8日未明に消息を絶ったマレーシア航空機には、本人のものではないパスポートで搭乗していた人物が少なくとも2人いたことが分かっている。2人が使用したパスポートは数年前、タイのプーケットで盗難されたもので、タイは以前から「偽パスポート天国」として知られる場所だったという。広州日報が11日伝えた。
【その他の写真】
報道によれば、タイには盗難品のパスポートや偽造パスポートが取引される闇マーケットがあり、こうしたパスポートは詐欺師や逃亡犯、マネーロンダリング(資金洗浄)に絡む人物、またテロリストなどが買っていく。
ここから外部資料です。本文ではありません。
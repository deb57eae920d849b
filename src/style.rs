//! Per-shop row highlighting.
//!
//! Each configured shop gets one formula-driven conditional fill over the
//! data range of the `shop_name` column. Rules are registered in the
//! configured shop order so repeated runs produce the same workbook.

use log::debug;
use rust_xlsxwriter::utility::column_number_to_name;
use serde::{Deserialize, Serialize};

use crate::{
    data::SHOP_NAME_KEY,
    error::{LedgerError, LedgerResult},
    render::{RenderedSheet, SheetOp},
    schema::{MAX_COLUMN, SheetSchema},
};

#[derive(Debug, Clone, Serialize, Deserialize, PartialEq, Eq)]
pub struct ShopColor {
    pub name: String,
    /// Six hex digits, `RRGGBB`.
    pub color: String,
}

impl ShopColor {
    pub fn new(name: impl Into<String>, color: impl Into<String>) -> Self {
        Self {
            name: name.into(),
            color: color.into(),
        }
    }

    pub fn rgb(&self) -> LedgerResult<u32> {
        parse_rgb(&self.color).ok_or_else(|| {
            LedgerError::conflict(format!(
                "color '{}' for shop '{}' is not an RRGGBB hex code",
                self.color, self.name
            ))
        })
    }

    pub fn validate(&self) -> LedgerResult<()> {
        self.rgb().map(|_| ())
    }
}

pub fn parse_rgb(color: &str) -> Option<u32> {
    let hex = color.trim().trim_start_matches('#');
    if hex.len() != 6 || !hex.chars().all(|c| c.is_ascii_hexdigit()) {
        return None;
    }
    u32::from_str_radix(hex, 16).ok()
}

/// A conditional fill over one column. Rows and column are 1-based.
#[derive(Debug, Clone, PartialEq, Eq)]
pub struct FillRule {
    pub first_row: u32,
    pub last_row: u32,
    pub column: u32,
    pub shop_name: String,
    pub color: String,
    pub formula: String,
}

/// Spreadsheet reference such as `$C3`, column absolute and row relative.
pub fn column_anchored_ref(row: u32, column: u32) -> String {
    let name = column_number_to_name((column - 1) as u16);
    format!("${name}{row}")
}

pub fn apply_shop_highlighting(
    sheet: &mut RenderedSheet,
    schema: &SheetSchema,
    row_count: usize,
    colors: &[ShopColor],
) -> LedgerResult<usize> {
    let column = schema
        .column(SHOP_NAME_KEY)
        .ok_or_else(|| {
            LedgerError::conflict(format!(
                "sheet '{}' has no '{SHOP_NAME_KEY}' column to highlight",
                schema.title
            ))
        })?
        .position;
    if column == 0 || column > MAX_COLUMN {
        return Err(LedgerError::conflict(format!(
            "'{SHOP_NAME_KEY}' column position {column} is outside the sheet"
        )));
    }
    if row_count == 0 {
        debug!("Sheet '{}' has no rows to highlight", schema.title);
        return Ok(0);
    }

    let last_row = schema.last_data_row(row_count)?;
    let first_row = schema.header_row + 1;
    let anchor = column_anchored_ref(first_row, column);
    for shop in colors {
        shop.validate()?;
        let rule = FillRule {
            first_row,
            last_row,
            column,
            shop_name: shop.name.clone(),
            color: shop.color.trim().trim_start_matches('#').to_ascii_uppercase(),
            formula: format!("{anchor}=\"{}\"", shop.name.replace('"', "\"\"")),
        };
        sheet.push(SheetOp::FillRule(rule));
    }
    debug!(
        "Registered {} shop fill rule(s) on '{}' rows {first_row}..={last_row}",
        colors.len(),
        schema.title
    );
    Ok(colors.len())
}
use std::path::PathBuf;

use clap::{Args, Parser, Subcommand};

use crate::config::DEFAULT_CONFIG_PATH;

#[derive(Debug, Parser)]
#[command(author, version, about = "Merge shop purchase histories into one Excel ledger", long_about = None)]
pub struct Cli {
    #[command(subcommand)]
    pub command: Commands,
}

#[derive(Debug, Subcommand)]
pub enum Commands {
    /// Generate the Excel ledger from every configured section
    Generate(GenerateArgs),
    /// Show the reconciled column layout of one section
    Schema(SchemaArgs),
    /// Fetch every source once and report how many records it yields
    Fetch(FetchArgs),
}

#[derive(Debug, Args)]
pub struct GenerateArgs {
    /// Configuration file
    #[arg(short = 'c', long = "config", default_value = DEFAULT_CONFIG_PATH)]
    pub config: PathBuf,
    /// Leave thumbnail images out of every sheet
    #[arg(short = 'N', long = "no-thumbnails")]
    pub no_thumbnails: bool,
    /// Output workbook (overrides output.excel.table)
    #[arg(short = 'o', long = "output")]
    pub output: Option<PathBuf>,
}

#[derive(Debug, Args)]
pub struct SchemaArgs {
    /// Configuration file
    #[arg(short = 'c', long = "config", default_value = DEFAULT_CONFIG_PATH)]
    pub config: PathBuf,
    /// Section whose layout to print
    #[arg(short = 's', long = "section")]
    pub section: String,
}

#[derive(Debug, Args)]
pub struct FetchArgs {
    /// Configuration file
    #[arg(short = 'c', long = "config", default_value = DEFAULT_CONFIG_PATH)]
    pub config: PathBuf,
}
タイの警察は不明機の問題にからんで現在、プーケットのパスポート窃盗団について捜査しているが、偽パスポートの流通自体を阻止することはなかなか難しいとの認識だ。
報道によると、偽パスポートの売り値は、米国や英国のビザが発給されたもので2400米ドル(約24万8000円)、使用する人物の写真が貼られた米国のパスポートは2900ドルの高額になるといった状況だ。
タイで最もよく見つかる偽造品はベルギーとフランス、ポルトガル、スペインのパスポートを模したもので、これらの国のパスポートは偽造しやすいとされている。
偽造以外では観光客から盗む場合、レンタルバイクの店などが観光客から預かったパスポートを「似ている人に渡してしまった」と言い、観光客に紛失届を出させる場合、さらには観光客が自ら売る場合などがある。欧州のパスポートはバンコクで500ドルほどで売れるという。